[Supplied data — start]

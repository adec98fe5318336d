// SPDX-License-Identifier: MPL-2.0
//! Viewer component: maps pointer, keyboard and button input onto the
//! [`ViewerHost`] transitions.

use super::{desktop, mobile, ViewContext};
use crate::app::config::defaults::ZOOMED_SCALE;
use crate::domain::viewer::{
    Item, PageDepth, PageScroll, PointerTracker, Presentation, RenderedSize, ViewerHost,
};
use crate::ui::design_tokens::sizing;
use iced::widget::scrollable::RelativeOffset;
use iced::widget::{operation, Id};
use iced::{keyboard, Element, Point, Size, Task};

/// Identifier of the scrollable holding a zoomed photo.
pub const ZOOM_SCROLLABLE_ID: &str = "viewer-zoom-scrollable";

#[derive(Debug, Clone)]
pub enum Message {
    Close,
    Next,
    Previous,
    SelectThumbnail(usize),
    ToggleThumbnails,
    ToggleZoom,
    PointerPressed,
    PointerMoved(Point),
    PointerReleased,
    /// The pointer left the photo area.
    PointerExited,
    ContactSeller,
}

/// Side effects the application performs after a viewer message.
#[derive(Debug, Clone, PartialEq)]
pub enum Effect {
    None,
    /// Hand the item over to the seller's messaging link.
    OpenContact(Item),
}

#[derive(Debug, Default)]
pub struct State {
    host: ViewerHost,
    pointer: PointerTracker,
    cursor: Option<Point>,
    rendered: RenderedSize,
    /// Directory of the page the viewer was opened from.
    page_directory: Option<&'static str>,
}

impl State {
    #[must_use]
    pub fn new(presentation: Presentation) -> Self {
        Self {
            host: ViewerHost::new(presentation),
            ..Self::default()
        }
    }

    #[must_use]
    pub fn host(&self) -> &ViewerHost {
        &self.host
    }

    #[must_use]
    pub fn is_open(&self) -> bool {
        self.host.is_open()
    }

    #[must_use]
    pub fn presentation(&self) -> Presentation {
        self.host.presentation()
    }

    /// Switches presentation. Only allowed while closed, so an open session
    /// never changes layout under the user.
    pub fn set_presentation(&mut self, presentation: Presentation) {
        if self.host.is_open() {
            log::debug!("presentation change ignored: viewer is open");
            return;
        }
        if self.host.presentation() != presentation {
            log::debug!("viewer presentation: {:?}", presentation);
            self.host = ViewerHost::new(presentation);
        }
    }

    /// Tracks the window size; the mobile photo area is the window minus
    /// its top bar. Pan limits are measured against this area, since the
    /// photo's intrinsic size is unknown here.
    pub fn set_window_size(&mut self, size: Size) {
        self.rendered = RenderedSize::new(size.width, size.height - sizing::MOBILE_BAR_HEIGHT);
    }

    #[must_use]
    pub fn rendered_size(&self) -> RenderedSize {
        self.rendered
    }

    pub fn open(
        &mut self,
        item: Item,
        depth: PageDepth,
        page_directory: Option<&'static str>,
        page: &mut PageScroll,
    ) {
        self.pointer.cancel();
        self.page_directory = page_directory;
        self.host.open(item, depth, page);
    }

    pub fn handle_message(
        &mut self,
        message: Message,
        page: &mut PageScroll,
    ) -> (Effect, Task<Message>) {
        match message {
            Message::Close => {
                self.pointer.cancel();
                self.host.close(page);
            }
            Message::Next => {
                self.host.next();
            }
            Message::Previous => {
                self.host.previous();
            }
            Message::SelectThumbnail(index) => {
                self.host.select_thumbnail(index);
            }
            Message::ToggleThumbnails => {
                self.host.toggle_thumbnails();
            }
            Message::ToggleZoom => {
                self.pointer.cancel();
                self.host.toggle_zoom();
                return (Effect::None, self.sync_zoom_scroll());
            }
            Message::PointerPressed => {
                if let (true, Some(cursor)) = (self.host.is_open(), self.cursor) {
                    self.pointer.press(cursor.x, cursor.y);
                }
            }
            Message::PointerMoved(position) => {
                self.cursor = Some(position);
                let zoomed = self.host.session().is_some_and(|s| s.is_zoomed());
                if let Some((dx, dy)) = self.pointer.moved(position.x, position.y) {
                    if zoomed {
                        self.host.pan(dx, dy, self.rendered);
                        return (Effect::None, self.sync_zoom_scroll());
                    }
                }
            }
            Message::PointerReleased | Message::PointerExited => {
                let zoomed = self.host.session().is_some_and(|s| s.is_zoomed());
                if let Some(dx) = self.pointer.release() {
                    if !zoomed {
                        self.host.swipe(dx);
                    }
                }
            }
            Message::ContactSeller => {
                return match self.host.session() {
                    Some(session) => (Effect::OpenContact(session.item().clone()), Task::none()),
                    None => {
                        log::debug!("contact ignored: viewer is closed");
                        (Effect::None, Task::none())
                    }
                };
            }
        }
        (Effect::None, Task::none())
    }

    /// Escape closes, the horizontal arrows navigate. Returns `None` for
    /// keys the viewer does not use or while it is closed.
    pub fn handle_key(&mut self, key: &keyboard::Key, page: &mut PageScroll) -> Option<Task<Message>> {
        if !self.host.is_open() {
            return None;
        }
        let message = match key {
            keyboard::Key::Named(keyboard::key::Named::Escape) => Message::Close,
            keyboard::Key::Named(keyboard::key::Named::ArrowLeft) => Message::Previous,
            keyboard::Key::Named(keyboard::key::Named::ArrowRight) => Message::Next,
            _ => return None,
        };
        let (_, task) = self.handle_message(message, page);
        Some(task)
    }

    /// Scrolls the zoomed photo so the pan offset is centered on screen.
    fn sync_zoom_scroll(&self) -> Task<Message> {
        let Some(session) = self.host.session().filter(|s| s.is_zoomed()) else {
            return Task::none();
        };
        let pan = session.pan_offset();
        operation::snap_to(
            Id::new(ZOOM_SCROLLABLE_ID),
            zoom_offset(pan.x, pan.y, self.rendered),
        )
    }

    pub fn view<'a>(&'a self, ctx: ViewContext<'a>) -> Option<Element<'a, Message>> {
        let session = self.host.session()?;
        Some(match self.host.presentation() {
            Presentation::Desktop => desktop::view(session, ctx, self.page_directory),
            Presentation::Mobile => mobile::view(session, ctx, self.page_directory, self.rendered),
        })
    }
}

/// Relative scroll offset showing a zoomed photo panned by `(x, y)`: zero
/// pan is the center and dragging right reveals the left edge.
fn zoom_offset(x: f32, y: f32, rendered: RenderedSize) -> RelativeOffset {
    let axis = |pan: f32, size: f32| {
        let scrollable = size * (ZOOMED_SCALE - 1.0);
        if scrollable > 0.0 {
            (0.5 - pan / scrollable).clamp(0.0, 1.0)
        } else {
            0.5
        }
    };
    RelativeOffset {
        x: axis(x, rendered.width),
        y: axis(y, rendered.height),
    }
}

#[cfg(test)]
mod tests {
    use super::*;
    use crate::domain::viewer::PanOffset;

    fn item(photos: &[&str]) -> Item {
        Item {
            title: "Garden".into(),
            photos: photos.iter().map(|p| (*p).to_string()).collect(),
            primary_image: "images/garden.jpg".into(),
            ..Item::default()
        }
    }

    fn open_state(presentation: Presentation, photos: &[&str]) -> (State, PageScroll) {
        let mut state = State::new(presentation);
        state.set_window_size(Size::new(400.0, 856.0));
        let mut page = PageScroll::Enabled;
        state.open(item(photos), PageDepth::TopLevel, None, &mut page);
        (state, page)
    }

    fn index(state: &State) -> usize {
        state.host().session().map_or(usize::MAX, |s| s.current_index())
    }

    #[test]
    fn rendered_size_excludes_the_top_bar() {
        let (state, _) = open_state(Presentation::Mobile, &["a"]);
        assert_eq!(state.rendered_size(), RenderedSize::new(400.0, 800.0));
    }

    #[test]
    fn keyboard_navigates_and_closes() {
        let (mut state, mut page) = open_state(Presentation::Desktop, &["a", "b", "c"]);
        assert_eq!(page, PageScroll::Locked);

        let right = keyboard::Key::Named(keyboard::key::Named::ArrowRight);
        let left = keyboard::Key::Named(keyboard::key::Named::ArrowLeft);
        let escape = keyboard::Key::Named(keyboard::key::Named::Escape);

        assert!(state.handle_key(&right, &mut page).is_some());
        assert_eq!(index(&state), 1);
        state.handle_key(&left, &mut page);
        state.handle_key(&left, &mut page);
        assert_eq!(index(&state), 2);

        state.handle_key(&escape, &mut page);
        assert!(!state.is_open());
        assert_eq!(page, PageScroll::Enabled);
        assert!(state.handle_key(&escape, &mut page).is_none());
    }

    #[test]
    fn drag_past_threshold_swipes() {
        let (mut state, mut page) = open_state(Presentation::Mobile, &["a", "b", "c"]);

        state.handle_message(Message::PointerMoved(Point::new(200.0, 300.0)), &mut page);
        state.handle_message(Message::PointerPressed, &mut page);
        state.handle_message(Message::PointerMoved(Point::new(149.0, 300.0)), &mut page);
        state.handle_message(Message::PointerReleased, &mut page);
        assert_eq!(index(&state), 1);

        state.handle_message(Message::PointerPressed, &mut page);
        state.handle_message(Message::PointerMoved(Point::new(198.0, 300.0)), &mut page);
        state.handle_message(Message::PointerReleased, &mut page);
        assert_eq!(index(&state), 1, "49 px is not a swipe");
    }

    #[test]
    fn zoomed_drag_pans_instead_of_swiping() {
        let (mut state, mut page) = open_state(Presentation::Mobile, &["a", "b"]);
        state.handle_message(Message::ToggleZoom, &mut page);

        state.handle_message(Message::PointerMoved(Point::new(0.0, 0.0)), &mut page);
        state.handle_message(Message::PointerPressed, &mut page);
        state.handle_message(Message::PointerMoved(Point::new(-1000.0, 30.0)), &mut page);
        state.handle_message(Message::PointerReleased, &mut page);

        let session = state.host().session().cloned();
        let session = session.as_ref();
        assert_eq!(session.map(|s| s.current_index()), Some(0));
        let pan = session.map(|s| s.pan_offset()).unwrap_or_default();
        assert_eq!(pan.x, -200.0);
        assert_eq!(pan.y, 30.0);
    }

    #[test]
    fn leaving_the_photo_ends_a_zoomed_drag() {
        let (mut state, mut page) = open_state(Presentation::Mobile, &["a", "b"]);
        state.handle_message(Message::ToggleZoom, &mut page);

        state.handle_message(Message::PointerMoved(Point::new(100.0, 100.0)), &mut page);
        state.handle_message(Message::PointerPressed, &mut page);
        state.handle_message(Message::PointerMoved(Point::new(90.0, 100.0)), &mut page);
        state.handle_message(Message::PointerExited, &mut page);
        // Hovering back with no button held must not pan.
        state.handle_message(Message::PointerMoved(Point::new(10.0, 300.0)), &mut page);

        let pan = state.host().session().map(|s| s.pan_offset());
        assert_eq!(pan, Some(PanOffset { x: -10.0, y: 0.0 }));
        assert_eq!(index(&state), 0);
    }

    #[test]
    fn swipe_leaving_the_photo_still_navigates() {
        let (mut state, mut page) = open_state(Presentation::Mobile, &["a", "b", "c"]);

        state.handle_message(Message::PointerMoved(Point::new(300.0, 300.0)), &mut page);
        state.handle_message(Message::PointerPressed, &mut page);
        state.handle_message(Message::PointerMoved(Point::new(150.0, 300.0)), &mut page);
        state.handle_message(Message::PointerExited, &mut page);
        assert_eq!(index(&state), 1);

        // The exit ended the gesture; a later hover-and-leave does nothing.
        state.handle_message(Message::PointerMoved(Point::new(380.0, 300.0)), &mut page);
        state.handle_message(Message::PointerExited, &mut page);
        assert_eq!(index(&state), 1);
    }

    #[test]
    fn mobile_thumbnails_toggle_and_select() {
        let (mut state, mut page) = open_state(Presentation::Mobile, &["a", "b", "c"]);
        let strip_visible = |state: &State| state.host().session().map(|s| s.thumbnails_visible());

        state.handle_message(Message::ToggleThumbnails, &mut page);
        assert_eq!(strip_visible(&state), Some(true));
        assert_eq!(index(&state), 0);

        state.handle_message(Message::ToggleZoom, &mut page);
        state.handle_message(Message::SelectThumbnail(2), &mut page);
        assert_eq!(index(&state), 2);
        assert_eq!(strip_visible(&state), Some(false));
        assert_eq!(state.host().session().map(|s| s.is_zoomed()), Some(false));

        state.handle_message(Message::ToggleThumbnails, &mut page);
        state.handle_message(Message::SelectThumbnail(7), &mut page);
        assert_eq!(index(&state), 2);
        assert_eq!(strip_visible(&state), Some(true));
    }

    #[test]
    fn zoom_is_ignored_on_desktop() {
        let (mut state, mut page) = open_state(Presentation::Desktop, &["a"]);
        state.handle_message(Message::ToggleZoom, &mut page);
        assert_eq!(
            state.host().session().map(|s| s.is_zoomed()),
            Some(false)
        );
    }

    #[test]
    fn contact_carries_the_open_item() {
        let (mut state, mut page) = open_state(Presentation::Desktop, &["a"]);
        let (effect, _) = state.handle_message(Message::ContactSeller, &mut page);
        assert!(matches!(effect, Effect::OpenContact(item) if item.title == "Garden"));

        state.handle_message(Message::Close, &mut page);
        let (effect, _) = state.handle_message(Message::ContactSeller, &mut page);
        assert_eq!(effect, Effect::None);
    }

    #[test]
    fn presentation_is_fixed_while_open() {
        let (mut state, mut page) = open_state(Presentation::Desktop, &["a"]);
        state.set_presentation(Presentation::Mobile);
        assert_eq!(state.presentation(), Presentation::Desktop);

        state.handle_message(Message::Close, &mut page);
        state.set_presentation(Presentation::Mobile);
        assert_eq!(state.presentation(), Presentation::Mobile);
    }

    #[test]
    fn zoom_offset_maps_pan_limits_to_scroll_edges() {
        let rendered = RenderedSize::new(400.0, 800.0);
        assert_eq!(zoom_offset(0.0, 0.0, rendered), RelativeOffset { x: 0.5, y: 0.5 });
        assert_eq!(
            zoom_offset(200.0, -400.0, rendered),
            RelativeOffset { x: 0.0, y: 1.0 }
        );
        assert_eq!(
            zoom_offset(10.0, 10.0, RenderedSize::default()),
            RelativeOffset { x: 0.5, y: 0.5 }
        );
    }
}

[Supplied data — finish]

__Task prompt__
Look above for the line holding "#[derive(Debug, Default)]" and the line holding "pub fn host(&self)", then output exactly those two lines and every line between them, nothing more.

__Answer area__
#[derive(Debug, Default)]
pub struct State {
    host: ViewerHost,
    pointer: PointerTracker,
    cursor: Option<Point>,
    rendered: RenderedSize,
    /// Directory of the page the viewer was opened from.
    page_directory: Option<&'static str>,
}

impl State {
    #[must_use]
    pub fn new(presentation: Presentation) -> Self {
        Self {
            host: ViewerHost::new(presentation),
            ..Self::default()
        }
    }

    #[must_use]
    pub fn host(&self) -> &ViewerHost {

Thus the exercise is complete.